O orgulho que eles todos têm de Silas Oliveira de Assumpção – que chegou ao morro da Serrinha aos 19 anos, em 1936, e ajudou a fundar o Império Serrano, em 47 – transborda a cada palavra e se faz ouvir em cada silêncio. Essa atmosfera de amor e saudade está em todos e em cada um: na vivência maior de Vera (que via o pai cantando para que a mãe decorasse os trechos dos sambas enquanto ele os ia compondo); na doçura de Elenice (ao lembrar o pai companheiro que levava as filhas para o colégio e acompanhava a feitura dos deveres de casa); na emoção em estado bruto do caçula José Mário (que perdeu o pai aos 4 anos de idade, mas sabe de cor e canta todos os sambas com impostação de voz e solenidade de arrepiar); e na admiração de Junior (quando me contou já ter ouvido pessoalmente do grande Monarco da Portela que, lá no passado, mostrava a Silas os sambas que compunha para que o mestre os “aprovasse”).

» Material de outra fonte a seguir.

use std::collections::BTreeMap;

use jsonschema::Draft;
use serde_json::{json, Value};

use crate::config::{ConfigError, RuleSetting};
use crate::problem::Severity;
use crate::registry::Registry;

/// Splits a configured rule entry into severity and positional options.
/// Accepts a bare severity or `[severity, option...]`.
pub fn normalize_rule_entry(value: &Value) -> Option<RuleSetting> {
    match value {
        Value::Array(items) => {
            let (head, tail) = items.split_first()?;
            let severity = Severity::from_config_value(head)?;
            Some(RuleSetting {
                severity,
                options: tail.to_vec(),
            })
        }
        other => Some(RuleSetting {
            severity: Severity::from_config_value(other)?,
            options: Vec::new(),
        }),
    }
}

/// Wraps a rule's positional option schemas into one array schema so the
/// whole option list validates in a single pass.
fn tuple_schema(positional: &[Value]) -> Value {
    json!({
        "type": "array",
        "prefixItems": positional,
        "items": false,
        "maxItems": positional.len(),
    })
}

fn validate_options(
    rule_id: &str,
    positional: &[Value],
    options: &[Value],
    source: &str,
) -> Result<(), ConfigError> {
    // rules that declare no schema accept any options
    if positional.is_empty() {
        return Ok(());
    }
    let schema = tuple_schema(positional);
    let validator = jsonschema::options()
        .with_draft(Draft::Draft202012)
        .build(&schema)
        .map_err(|err| ConfigError::InvalidRuleOptions {
            rule_id: rule_id.to_string(),
            detail: format!("rule declares an unusable schema: {err}"),
            source: source.to_string(),
        })?;

    let doc = Value::Array(options.to_vec());
    let detail: Vec<String> = validator
        .iter_errors(&doc)
        .map(|err| format!("{} (at {})", err, err.instance_path()))
        .collect();
    if detail.is_empty() {
        Ok(())
    } else {
        Err(ConfigError::InvalidRuleOptions {
            rule_id: rule_id.to_string(),
            detail: detail.join("; "),
            source: source.to_string(),
        })
    }
}

/// Normalizes and validates every configured rule entry. Unknown rule ids
/// pass through unvalidated; the driver reports them when the file is
/// actually analyzed.
pub fn check_rules(
    rules: &BTreeMap<String, Value>,
    registry: &Registry,
    source: &str,
) -> Result<BTreeMap<String, RuleSetting>, ConfigError> {
    let mut out = BTreeMap::new();
    for (rule_id, entry) in rules {
        let setting =
            normalize_rule_entry(entry).ok_or_else(|| ConfigError::InvalidSeverity {
                rule_id: rule_id.clone(),
                value: entry.clone(),
                source: source.to_string(),
            })?;
        if let Some(descriptor) = registry.rule(rule_id) {
            validate_options(rule_id, &descriptor.schema, &setting.options, source)?;
        }
        out.insert(rule_id.clone(), setting);
    }
    Ok(out)
}

/// Every referenced environment must exist, enabled or not.
pub fn check_environments(
    env: &BTreeMap<String, bool>,
    registry: &Registry,
    source: &str,
) -> Result<(), ConfigError> {
    for name in env.keys() {
        if registry.environment(name).is_none() {
            return Err(ConfigError::UnknownEnvironment {
                name: name.clone(),
                source: source.to_string(),
            });
        }
    }
    Ok(())
}

#[cfg(test)]
mod tests {
    use std::collections::BTreeMap;

    use serde_json::json;

    use super::*;
    use crate::problem::Problem;
    use crate::rule::{RuleContext, RuleDescriptor};

    fn registry_with_rule(schema: Vec<Value>) -> Registry {
        let mut registry = Registry::new();
        registry.define_rule(
            "sample",
            RuleDescriptor::new(|_: &RuleContext<'_>| Vec::<Problem>::new()).with_schema(schema),
        );
        registry
    }

    fn rules_map(value: Value) -> BTreeMap<String, Value> {
        serde_json::from_value(value).expect("rules map")
    }

    #[test]
    fn bare_severity_and_array_forms_normalize() {
        let bare = normalize_rule_entry(&json!(2)).expect("bare severity");
        assert_eq!(bare.severity, Severity::Error);
        assert!(bare.options.is_empty());

        let with_options =
            normalize_rule_entry(&json!(["warn", { "max": 3 }])).expect("array form");
        assert_eq!(with_options.severity, Severity::Warn);
        assert_eq!(with_options.options, vec![json!({ "max": 3 })]);

        assert!(normalize_rule_entry(&json!("sometimes")).is_none());
        assert!(normalize_rule_entry(&json!([])).is_none());
    }

    #[test]
    fn schema_less_rules_validate_under_any_configuration() {
        let registry = registry_with_rule(Vec::new());
        let rules = rules_map(json!({ "sample": 2 }));
        let settings = check_rules(&rules, &registry, "test config").expect("bare severity");
        assert_eq!(settings["sample"].severity, Severity::Error);

        let rules = rules_map(json!({ "sample": [1, "anything", { "at": "all" }] }));
        let settings = check_rules(&rules, &registry, "test config").expect("free-form options");
        assert_eq!(settings["sample"].options.len(), 2);
    }

    #[test]
    fn options_matching_the_schema_pass() {
        let registry = registry_with_rule(vec![json!({
            "type": "object",
            "properties": { "max": { "type": "integer" } },
            "additionalProperties": false
        })]);
        let rules = rules_map(json!({ "sample": [2, { "max": 10 }] }));
        let settings = check_rules(&rules, &registry, "test config").expect("valid options");
        assert_eq!(settings["sample"].severity, Severity::Error);
    }

    #[test]
    fn options_violating_the_schema_are_rejected() {
        let registry = registry_with_rule(vec![json!({ "enum": ["unix", "windows"] })]);
        let rules = rules_map(json!({ "sample": [2, "mac"] }));
        let err = check_rules(&rules, &registry, "test config").expect_err("bad option");
        match err {
            ConfigError::InvalidRuleOptions { rule_id, source, .. } => {
                assert_eq!(rule_id, "sample");
                assert_eq!(source, "test config");
            }
            other => panic!("unexpected error: {other}"),
        }
    }

    #[test]
    fn extra_options_beyond_the_schema_are_rejected() {
        let registry = registry_with_rule(vec![json!({ "type": "string" })]);
        let rules = rules_map(json!({ "sample": [1, "a", "b"] }));
        assert!(check_rules(&rules, &registry, "test config").is_err());
    }

    #[test]
    fn invalid_severity_is_a_distinct_error() {
        let registry = registry_with_rule(Vec::new());
        let rules = rules_map(json!({ "sample": "shrug" }));
        let err = check_rules(&rules, &registry, "test config").expect_err("bad severity");
        match err {
            ConfigError::InvalidSeverity { rule_id, .. } => assert_eq!(rule_id, "sample"),
            other => panic!("unexpected error: {other}"),
        }
    }

    #[test]
    fn unknown_rules_pass_through_for_the_driver() {
        let registry = registry_with_rule(Vec::new());
        let rules = rules_map(json!({ "nonexistent": [2, "anything", "goes"] }));
        let settings = check_rules(&rules, &registry, "test config").expect("deferred");
        assert!(settings.contains_key("nonexistent"));
    }

    #[test]
    fn unknown_environment_names_the_source() {
        let registry = Registry::new();
        let env: BTreeMap<String, bool> =
            serde_json::from_value(json!({ "lab": true })).expect("env map");
        let err = check_environments(&env, &registry, ".siftrc.json").expect_err("unknown env");
        match err {
            ConfigError::UnknownEnvironment { name, source } => {
                assert_eq!(name, "lab");
                assert_eq!(source, ".siftrc.json");
            }
            other => panic!("unexpected error: {other}"),
        }
    }
}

Aos 39 anos e o único da família que ganha a vida no meio do samba – o mesmo meio do avô que não chegou a conhecer –, Junior fez questão desde o começo, mas sem verbalizar isso, que a conversa fosse em família e com a família. Há meses tentávamos marcar o que na minha cabeça seria um papo entre nós dois. Mas só durante aquela tarde em Brás de Pina pude entender o acerto dele em fazer questão de que a entrevista fosse com os mais velhos.

– Ainda estou construindo a minha trajetória. Eles estão vivos pra contar. Então, eu não posso e nem quero passar por cima disso – revelou-me um sábio Junior enquanto me levava, de carona com um primo seu, para ver e fotografar o prédio no número 51 da Rua Granja, ali perto, onde Silas morou com a família nos seus últimos anos de vida.

Em declarações públicas de amor que faz, Junior se refere à mulher, Carla, como “minha caixa de lápis de cor”. Pego a ideia emprestada e digo que, para mim, conhecer um pouquinho mais a família Silas de Oliveira, sua simplicidade e sua verdade, e trazê-la para esta tela aqui, foi isso: pegar uns lápis para desacinzentar um pouco a alma e colorir a vida feito uma aquarela bastante brasileira.